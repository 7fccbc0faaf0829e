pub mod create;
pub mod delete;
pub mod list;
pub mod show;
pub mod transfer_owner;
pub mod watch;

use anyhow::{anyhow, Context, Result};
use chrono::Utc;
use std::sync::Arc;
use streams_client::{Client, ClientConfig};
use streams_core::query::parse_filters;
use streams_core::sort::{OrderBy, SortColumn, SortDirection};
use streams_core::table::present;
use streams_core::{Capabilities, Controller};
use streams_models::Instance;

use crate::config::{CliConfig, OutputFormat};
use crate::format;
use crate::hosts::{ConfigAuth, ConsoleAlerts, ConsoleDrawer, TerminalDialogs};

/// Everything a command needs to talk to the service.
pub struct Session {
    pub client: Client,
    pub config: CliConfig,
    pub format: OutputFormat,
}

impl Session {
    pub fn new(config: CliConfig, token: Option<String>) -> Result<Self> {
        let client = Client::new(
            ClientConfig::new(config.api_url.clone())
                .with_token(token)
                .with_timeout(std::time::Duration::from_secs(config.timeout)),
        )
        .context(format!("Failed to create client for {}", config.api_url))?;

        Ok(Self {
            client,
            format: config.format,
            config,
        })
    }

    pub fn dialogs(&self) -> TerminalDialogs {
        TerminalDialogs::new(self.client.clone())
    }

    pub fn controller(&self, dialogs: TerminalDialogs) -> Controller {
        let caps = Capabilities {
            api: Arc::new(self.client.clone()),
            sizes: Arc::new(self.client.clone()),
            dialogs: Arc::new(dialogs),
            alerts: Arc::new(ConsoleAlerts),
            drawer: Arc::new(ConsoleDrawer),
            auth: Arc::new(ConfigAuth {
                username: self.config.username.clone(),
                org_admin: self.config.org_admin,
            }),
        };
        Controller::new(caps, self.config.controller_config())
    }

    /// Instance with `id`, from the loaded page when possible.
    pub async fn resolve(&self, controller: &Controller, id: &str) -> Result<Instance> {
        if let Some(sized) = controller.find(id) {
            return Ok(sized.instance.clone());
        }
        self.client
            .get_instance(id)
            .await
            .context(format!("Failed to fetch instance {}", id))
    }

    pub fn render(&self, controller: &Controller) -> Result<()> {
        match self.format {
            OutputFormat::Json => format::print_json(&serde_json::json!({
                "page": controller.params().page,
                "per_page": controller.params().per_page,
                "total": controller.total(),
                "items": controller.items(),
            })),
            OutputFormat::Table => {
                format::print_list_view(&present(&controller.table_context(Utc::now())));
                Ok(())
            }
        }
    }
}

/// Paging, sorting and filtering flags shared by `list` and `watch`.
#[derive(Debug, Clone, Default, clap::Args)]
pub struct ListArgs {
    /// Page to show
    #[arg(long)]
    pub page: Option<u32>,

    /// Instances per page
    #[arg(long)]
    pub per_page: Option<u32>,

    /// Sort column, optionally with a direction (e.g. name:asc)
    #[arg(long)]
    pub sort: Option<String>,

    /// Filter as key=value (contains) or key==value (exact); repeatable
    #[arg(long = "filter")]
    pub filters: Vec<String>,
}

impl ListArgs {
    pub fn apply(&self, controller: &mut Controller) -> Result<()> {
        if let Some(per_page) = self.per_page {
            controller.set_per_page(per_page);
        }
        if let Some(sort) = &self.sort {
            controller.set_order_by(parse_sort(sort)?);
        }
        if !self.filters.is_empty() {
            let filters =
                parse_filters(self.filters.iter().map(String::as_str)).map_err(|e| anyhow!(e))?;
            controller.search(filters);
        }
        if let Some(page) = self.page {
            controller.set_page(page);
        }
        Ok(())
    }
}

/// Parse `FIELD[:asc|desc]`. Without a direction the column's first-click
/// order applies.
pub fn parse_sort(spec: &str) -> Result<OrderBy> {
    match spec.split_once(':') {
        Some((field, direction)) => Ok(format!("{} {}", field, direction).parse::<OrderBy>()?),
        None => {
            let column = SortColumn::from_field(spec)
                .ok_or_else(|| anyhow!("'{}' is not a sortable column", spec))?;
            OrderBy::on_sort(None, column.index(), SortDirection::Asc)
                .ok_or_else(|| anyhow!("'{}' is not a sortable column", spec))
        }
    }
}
* * *
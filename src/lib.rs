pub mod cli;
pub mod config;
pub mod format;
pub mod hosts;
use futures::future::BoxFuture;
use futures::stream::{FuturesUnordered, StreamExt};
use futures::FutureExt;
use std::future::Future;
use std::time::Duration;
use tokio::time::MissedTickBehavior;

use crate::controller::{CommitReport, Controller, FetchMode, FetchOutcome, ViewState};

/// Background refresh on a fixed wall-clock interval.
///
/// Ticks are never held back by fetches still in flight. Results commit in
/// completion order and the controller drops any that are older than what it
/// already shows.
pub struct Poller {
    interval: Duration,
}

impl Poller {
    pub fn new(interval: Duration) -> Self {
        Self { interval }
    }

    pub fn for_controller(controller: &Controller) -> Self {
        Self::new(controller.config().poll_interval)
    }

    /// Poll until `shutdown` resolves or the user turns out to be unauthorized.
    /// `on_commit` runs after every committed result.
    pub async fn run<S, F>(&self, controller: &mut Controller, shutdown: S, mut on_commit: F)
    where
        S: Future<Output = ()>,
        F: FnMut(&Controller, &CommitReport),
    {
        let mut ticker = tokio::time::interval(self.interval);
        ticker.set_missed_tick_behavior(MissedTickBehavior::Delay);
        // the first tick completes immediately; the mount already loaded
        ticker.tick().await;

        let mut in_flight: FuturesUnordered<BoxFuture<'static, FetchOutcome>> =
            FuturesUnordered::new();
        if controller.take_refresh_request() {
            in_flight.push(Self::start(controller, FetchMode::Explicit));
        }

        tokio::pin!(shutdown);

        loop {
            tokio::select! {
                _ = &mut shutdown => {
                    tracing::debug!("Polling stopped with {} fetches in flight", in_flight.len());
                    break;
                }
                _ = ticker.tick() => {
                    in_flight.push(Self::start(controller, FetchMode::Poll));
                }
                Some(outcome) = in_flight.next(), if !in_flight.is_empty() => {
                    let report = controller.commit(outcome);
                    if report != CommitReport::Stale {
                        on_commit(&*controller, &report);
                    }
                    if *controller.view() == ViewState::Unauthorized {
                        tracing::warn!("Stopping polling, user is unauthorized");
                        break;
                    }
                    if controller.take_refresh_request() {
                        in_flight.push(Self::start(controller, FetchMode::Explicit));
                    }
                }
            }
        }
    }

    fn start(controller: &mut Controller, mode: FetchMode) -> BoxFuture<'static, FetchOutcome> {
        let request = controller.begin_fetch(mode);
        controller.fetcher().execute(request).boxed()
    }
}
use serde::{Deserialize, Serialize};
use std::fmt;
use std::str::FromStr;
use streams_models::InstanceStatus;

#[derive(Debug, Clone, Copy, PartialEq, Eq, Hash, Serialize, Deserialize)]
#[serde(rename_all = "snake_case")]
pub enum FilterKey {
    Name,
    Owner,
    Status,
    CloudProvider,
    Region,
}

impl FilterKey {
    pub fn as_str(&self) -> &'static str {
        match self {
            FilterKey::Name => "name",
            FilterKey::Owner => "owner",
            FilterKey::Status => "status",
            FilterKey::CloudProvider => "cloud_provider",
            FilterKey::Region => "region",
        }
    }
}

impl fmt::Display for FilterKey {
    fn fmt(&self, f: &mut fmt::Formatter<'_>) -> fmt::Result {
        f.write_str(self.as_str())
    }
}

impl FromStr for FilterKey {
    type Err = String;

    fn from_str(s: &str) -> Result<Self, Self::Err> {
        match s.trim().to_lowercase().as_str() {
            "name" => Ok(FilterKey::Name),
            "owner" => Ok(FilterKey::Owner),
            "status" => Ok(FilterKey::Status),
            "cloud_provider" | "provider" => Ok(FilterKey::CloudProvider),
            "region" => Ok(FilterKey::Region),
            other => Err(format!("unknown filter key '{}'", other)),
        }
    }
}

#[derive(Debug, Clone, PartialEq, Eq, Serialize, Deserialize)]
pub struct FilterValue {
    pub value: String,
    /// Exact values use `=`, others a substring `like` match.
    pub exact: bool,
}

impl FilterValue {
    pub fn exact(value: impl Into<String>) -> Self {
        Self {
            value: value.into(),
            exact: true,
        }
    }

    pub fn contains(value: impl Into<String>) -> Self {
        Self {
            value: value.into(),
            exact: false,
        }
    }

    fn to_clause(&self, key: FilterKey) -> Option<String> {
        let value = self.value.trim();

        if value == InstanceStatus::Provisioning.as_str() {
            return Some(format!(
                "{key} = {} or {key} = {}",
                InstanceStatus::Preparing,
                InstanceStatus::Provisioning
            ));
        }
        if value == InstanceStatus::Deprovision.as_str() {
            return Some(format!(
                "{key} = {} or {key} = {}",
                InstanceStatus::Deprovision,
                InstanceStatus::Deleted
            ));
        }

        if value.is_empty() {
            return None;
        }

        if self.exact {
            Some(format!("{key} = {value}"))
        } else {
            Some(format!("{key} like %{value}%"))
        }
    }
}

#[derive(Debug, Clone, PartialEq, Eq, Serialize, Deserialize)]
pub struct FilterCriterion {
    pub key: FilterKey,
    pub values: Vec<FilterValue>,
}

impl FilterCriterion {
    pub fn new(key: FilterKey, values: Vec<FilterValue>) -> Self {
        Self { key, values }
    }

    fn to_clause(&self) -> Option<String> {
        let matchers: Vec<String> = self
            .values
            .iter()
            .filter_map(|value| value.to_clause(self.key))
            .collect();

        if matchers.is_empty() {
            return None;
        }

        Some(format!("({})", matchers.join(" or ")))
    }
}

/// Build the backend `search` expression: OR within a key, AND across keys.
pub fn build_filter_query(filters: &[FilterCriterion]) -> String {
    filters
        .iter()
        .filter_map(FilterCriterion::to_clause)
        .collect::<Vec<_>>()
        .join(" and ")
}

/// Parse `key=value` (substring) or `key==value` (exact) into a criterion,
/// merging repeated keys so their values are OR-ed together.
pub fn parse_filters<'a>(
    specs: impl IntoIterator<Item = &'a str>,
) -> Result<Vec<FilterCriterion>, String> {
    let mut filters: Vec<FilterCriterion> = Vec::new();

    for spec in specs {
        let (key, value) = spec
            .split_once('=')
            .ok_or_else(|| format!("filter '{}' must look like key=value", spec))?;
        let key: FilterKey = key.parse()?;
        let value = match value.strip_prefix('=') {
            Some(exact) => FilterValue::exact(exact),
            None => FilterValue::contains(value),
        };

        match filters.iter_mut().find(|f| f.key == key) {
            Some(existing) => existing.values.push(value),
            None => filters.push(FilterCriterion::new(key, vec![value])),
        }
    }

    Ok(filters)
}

§ Aim of the exercise: Could you restate word for word the lines above, from the one that contains "pub enum FilterKey" through the one that contains "let value = self.value.trim();", and no others?

§ Result for this exercise:
pub enum FilterKey {
    Name,
    Owner,
    Status,
    CloudProvider,
    Region,
}

impl FilterKey {
    pub fn as_str(&self) -> &'static str {
        match self {
            FilterKey::Name => "name",
            FilterKey::Owner => "owner",
            FilterKey::Status => "status",
            FilterKey::CloudProvider => "cloud_provider",
            FilterKey::Region => "region",
        }
    }
}

impl fmt::Display for FilterKey {
    fn fmt(&self, f: &mut fmt::Formatter<'_>) -> fmt::Result {
        f.write_str(self.as_str())
    }
}

impl FromStr for FilterKey {
    type Err = String;

    fn from_str(s: &str) -> Result<Self, Self::Err> {
        match s.trim().to_lowercase().as_str() {
            "name" => Ok(FilterKey::Name),
            "owner" => Ok(FilterKey::Owner),
            "status" => Ok(FilterKey::Status),
            "cloud_provider" | "provider" => Ok(FilterKey::CloudProvider),
            "region" => Ok(FilterKey::Region),
            other => Err(format!("unknown filter key '{}'", other)),
        }
    }
}

#[derive(Debug, Clone, PartialEq, Eq, Serialize, Deserialize)]
pub struct FilterValue {
    pub value: String,
    /// Exact values use `=`, others a substring `like` match.
    pub exact: bool,
}

impl FilterValue {
    pub fn exact(value: impl Into<String>) -> Self {
        Self {
            value: value.into(),
            exact: true,
        }
    }

    pub fn contains(value: impl Into<String>) -> Self {
        Self {
            value: value.into(),
            exact: false,
        }
    }

    fn to_clause(&self, key: FilterKey) -> Option<String> {
        let value = self.value.trim();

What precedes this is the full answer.